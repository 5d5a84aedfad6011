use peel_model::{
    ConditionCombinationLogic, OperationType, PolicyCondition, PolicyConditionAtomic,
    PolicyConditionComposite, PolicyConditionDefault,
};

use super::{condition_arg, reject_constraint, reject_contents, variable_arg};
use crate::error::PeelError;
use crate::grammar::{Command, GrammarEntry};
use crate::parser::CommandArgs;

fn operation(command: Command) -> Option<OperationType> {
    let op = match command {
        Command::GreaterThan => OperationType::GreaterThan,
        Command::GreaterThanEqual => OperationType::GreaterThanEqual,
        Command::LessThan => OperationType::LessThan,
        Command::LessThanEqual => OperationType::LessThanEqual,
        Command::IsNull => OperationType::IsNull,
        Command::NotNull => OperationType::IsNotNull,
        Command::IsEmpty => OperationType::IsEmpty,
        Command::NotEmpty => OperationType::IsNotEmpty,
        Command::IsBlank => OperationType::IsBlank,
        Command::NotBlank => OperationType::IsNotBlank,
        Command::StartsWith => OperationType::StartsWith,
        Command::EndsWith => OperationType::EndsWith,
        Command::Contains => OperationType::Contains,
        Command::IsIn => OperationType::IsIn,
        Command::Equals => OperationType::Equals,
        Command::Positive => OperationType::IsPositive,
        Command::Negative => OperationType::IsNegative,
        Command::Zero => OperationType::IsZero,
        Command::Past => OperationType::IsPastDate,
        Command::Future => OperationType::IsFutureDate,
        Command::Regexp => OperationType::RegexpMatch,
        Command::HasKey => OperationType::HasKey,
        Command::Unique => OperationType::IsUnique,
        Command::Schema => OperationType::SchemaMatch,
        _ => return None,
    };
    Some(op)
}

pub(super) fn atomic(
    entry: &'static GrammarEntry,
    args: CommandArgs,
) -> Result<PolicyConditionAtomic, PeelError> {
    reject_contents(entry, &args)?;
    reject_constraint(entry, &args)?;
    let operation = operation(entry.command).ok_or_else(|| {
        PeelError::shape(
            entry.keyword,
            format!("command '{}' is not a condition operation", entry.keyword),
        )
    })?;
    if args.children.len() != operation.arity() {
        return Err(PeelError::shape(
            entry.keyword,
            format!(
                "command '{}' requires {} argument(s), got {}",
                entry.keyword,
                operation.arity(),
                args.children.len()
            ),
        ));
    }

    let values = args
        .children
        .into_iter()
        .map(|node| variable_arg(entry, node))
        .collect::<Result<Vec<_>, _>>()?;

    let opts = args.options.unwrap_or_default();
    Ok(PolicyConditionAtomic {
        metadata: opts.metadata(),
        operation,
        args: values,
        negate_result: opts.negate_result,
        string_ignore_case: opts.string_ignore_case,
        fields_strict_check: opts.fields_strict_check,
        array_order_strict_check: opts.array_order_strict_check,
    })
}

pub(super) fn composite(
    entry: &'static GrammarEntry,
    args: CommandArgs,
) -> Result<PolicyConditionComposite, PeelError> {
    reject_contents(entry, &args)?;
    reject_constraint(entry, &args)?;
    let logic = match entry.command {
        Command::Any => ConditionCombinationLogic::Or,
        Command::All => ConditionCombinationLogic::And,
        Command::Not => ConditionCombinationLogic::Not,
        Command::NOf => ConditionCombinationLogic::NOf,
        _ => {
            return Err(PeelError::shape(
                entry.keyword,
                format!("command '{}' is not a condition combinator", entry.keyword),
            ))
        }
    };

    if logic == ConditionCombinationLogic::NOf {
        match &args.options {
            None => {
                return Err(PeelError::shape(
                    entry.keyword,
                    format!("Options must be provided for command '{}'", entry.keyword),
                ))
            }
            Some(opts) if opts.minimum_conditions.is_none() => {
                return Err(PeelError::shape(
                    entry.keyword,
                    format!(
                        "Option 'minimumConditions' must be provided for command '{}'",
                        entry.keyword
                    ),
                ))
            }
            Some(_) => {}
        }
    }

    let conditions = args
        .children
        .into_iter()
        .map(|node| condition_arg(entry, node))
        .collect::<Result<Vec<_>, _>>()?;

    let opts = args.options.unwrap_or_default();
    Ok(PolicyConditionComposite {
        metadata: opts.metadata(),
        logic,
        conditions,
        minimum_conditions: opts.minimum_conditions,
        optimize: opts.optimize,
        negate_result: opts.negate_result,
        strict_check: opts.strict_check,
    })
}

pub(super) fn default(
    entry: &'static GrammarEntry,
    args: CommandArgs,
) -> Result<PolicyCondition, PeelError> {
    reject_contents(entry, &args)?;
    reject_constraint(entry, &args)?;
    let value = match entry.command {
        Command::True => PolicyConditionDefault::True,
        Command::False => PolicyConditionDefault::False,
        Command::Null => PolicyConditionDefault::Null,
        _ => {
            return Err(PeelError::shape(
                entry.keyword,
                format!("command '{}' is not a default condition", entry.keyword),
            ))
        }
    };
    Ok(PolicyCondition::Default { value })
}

* **ABOUT THIS EXERCISE**:
Among the lines above, find those with the word "must" and list them.

* **ANSWER TO THIS EXERCISE**:
                    format!("Options must be provided for command '{}'", entry.keyword),
                        "Option 'minimumConditions' must be provided for command '{}'",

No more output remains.